Woman awarded almost €18,000 in damages after fall in Dublin nightclub
Rita Walsh fell off single step in "pitch dark"
Published 25/06/2014 | 12:20
Things went “pitch dark” when the dancing finished in a Dublin nightclub as a 64-year-old carer and her four daughters left a birthday bash for one of them, a court has heard.
Rita Walsh, who fell off a single step as she made her way to the toilet at the end of the night, was awarded almost €18,000 damages against White Bay Limited which trades as The Abberley Court Hotel, Tallaght, Co Dublin.
John P. Kehoe, counsel for Ms Walsh, of Allenton Crescent, Ballycragh, Tallaght, said she had tripped in the darkness of the Level 4 Niteclub at The Abberley.
Ms Walsh, and her daughters Sharon, Yvonne, Linda and Grace, told the Circuit Civil Court they had dinner in a local Chinese restaurant before going to Level 4 where, they said, the lights had been switched off when the DJ stopped playing music.
She told Judge Alan Mahon that patrons were being ushered out in near darkness and she had not seen an allegedly dimly illuminated step on her way to the toilet. She had fallen and injured her left shoulder.
Judge Mahon said forensic engineer Conor Murphy had been critical of the lighting being sufficient to illuminate or identify clearly the step on the way to the toilet.
He said Mr Murphy’s evidence had been that recessed lighting on the face of the step only assisted in identifying it when approaching in the opposite direction of travel to which Ms Walsh was walking at the time.
The judge told Mr Kehoe, who appeared with solicitor Romaine Scally, that this seemed to be the case insofar as the lights on the face of the particular step was concerned.
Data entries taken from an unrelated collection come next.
//! board::traits
//!
//! Task-board trait and the task types shared by every implementation.
//!
//! # Design
//!
//! The trait is async because every board call is network I/O. The CLI
//! drives it from a runtime it builds per command; tests use
//! [`MockBoard`](super::mock::MockBoard) or a `wiremock` server.

use async_trait::async_trait;
use serde::{Deserialize, Deserializer};
use thiserror::Error;

/// State value the board assigns to finished items.
pub const DONE_STATE: &str = "done";

/// Errors from task-board operations.
#[derive(Debug, Clone, Error, PartialEq, Eq)]
pub enum BoardError {
    /// No credential in config or environment.
    #[error("no board credential configured (set board.credential or $CARE_BOARD_TOKEN)")]
    MissingCredential,

    /// The credential was rejected.
    #[error("authentication failed: {0}")]
    AuthFailed(String),

    /// The board or item does not exist.
    #[error("not found: {0}")]
    NotFound(String),

    /// Rate limit exceeded.
    #[error("rate limited")]
    RateLimited,

    /// The API answered with an error, either as an HTTP status or in the
    /// GraphQL `errors` array.
    #[error("API error: {status} - {message}")]
    Api {
        /// HTTP status code
        status: u16,
        /// Error message from the API
        message: String,
    },

    /// Network or connection error.
    #[error("network error: {0}")]
    Network(String),

    /// The response body did not have the expected shape.
    #[error("unexpected response: {0}")]
    Decode(String),

    /// No time-tracking column is configured.
    #[error("no time-tracking column configured (set board.time_column)")]
    TimeColumnNotConfigured,

    /// The item has no column with the configured id.
    #[error("item {task_id} has no column '{column}'")]
    MissingColumn {
        /// Item that was inspected
        task_id: String,
        /// Column id that was looked for
        column: String,
    },
}

/// Someone on the board, such as an item's creator.
#[derive(Debug, Clone, PartialEq, Eq, Deserialize)]
pub struct Person {
    #[serde(deserialize_with = "id_string")]
    pub id: String,
    #[serde(default)]
    pub name: String,
}

/// One board item.
#[derive(Debug, Clone, PartialEq, Eq, Deserialize)]
pub struct Task {
    #[serde(deserialize_with = "id_string")]
    pub id: String,
    pub name: String,
    #[serde(default)]
    pub state: Option<String>,
    #[serde(default)]
    pub creator: Option<Person>,
}

impl Task {
    /// Whether the board considers this item finished.
    pub fn is_done(&self) -> bool {
        self.state.as_deref() == Some(DONE_STATE)
    }
}

/// Ids arrive as strings from the API but as numbers from some fixtures.
fn id_string<'de, D>(deserializer: D) -> Result<String, D::Error>
where
    D: Deserializer<'de>,
{
    #[derive(Deserialize)]
    #[serde(untagged)]
    enum Id {
        Text(String),
        Number(u64),
    }

    Ok(match Id::deserialize(deserializer)? {
        Id::Text(s) => s,
        Id::Number(n) => n.to_string(),
    })
}

/// A remote task board.
#[async_trait]
pub trait TaskBoard: Send + Sync {
    /// Items on the board whose state is not `done`.
    async fn incomplete_tasks(&self, board_id: &str) -> Result<Vec<Task>, BoardError>;

    /// Items on the board created by `user_id`.
    async fn tasks_by_creator(
        &self,
        board_id: &str,
        user_id: &str,
    ) -> Result<Vec<Task>, BoardError>;

    /// Start (or continue) the time tracker on one item.
    async fn start_timer(&self, board_id: &str, task_id: &str) -> Result<(), BoardError>;
}

#[cfg(test)]
mod tests {
    use super::*;

    #[test]
    fn task_ids_accept_numbers_and_strings() {
        let json = r#"[
            {"id": "101", "name": "a", "state": "active"},
            {"id": 102, "name": "b", "creator": {"id": 7, "name": "Ana"}}
        ]"#;
        let tasks: Vec<Task> = serde_json::from_str(json).unwrap();
        assert_eq!(tasks[0].id, "101");
        assert_eq!(tasks[1].id, "102");
        assert_eq!(tasks[1].creator.as_ref().unwrap().id, "7");
        assert!(tasks[1].state.is_none());
    }

    #[test]
    fn done_detection() {
        let task = Task {
            id: "1".into(),
            name: "x".into(),
            state: Some("done".into()),
            creator: None,
        };
        assert!(task.is_done());
        let task = Task {
            state: Some("active".into()),
            ..task
        };
        assert!(!task.is_done());
    }

    #[test]
    fn error_messages_name_the_setting() {
        assert!(BoardError::MissingCredential
            .to_string()
            .contains("CARE_BOARD_TOKEN"));
        assert!(BoardError::TimeColumnNotConfigured
            .to_string()
            .contains("board.time_column"));
    }
}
Warning that particular care ought to be taken in illuminating the face of steps, Judge Mahon said that while the atmospheric lighting in the nightclub was low as patrons left at 2 a.m. on April 4, 2010, he would not accept it was pitch dark, as alleged, in the club.
Neither would he accept management evidence that brighter lights had been switched on to facilitate patrons leaving at the time. They had probably been switched on after Ms Walsh’s fall.
The judge said many people leaving a nightclub would have alcohol on board but Ms Walsh’s evidence was that she had only three beers and he accepted she was certainly not intoxicated in any way.
He said an aluminium strip on the step concerned was visible to some extent and Ms Walsh had contributed by a factor of 20pc to her own downfall and reduced an overall award of €22,000 to €17,600.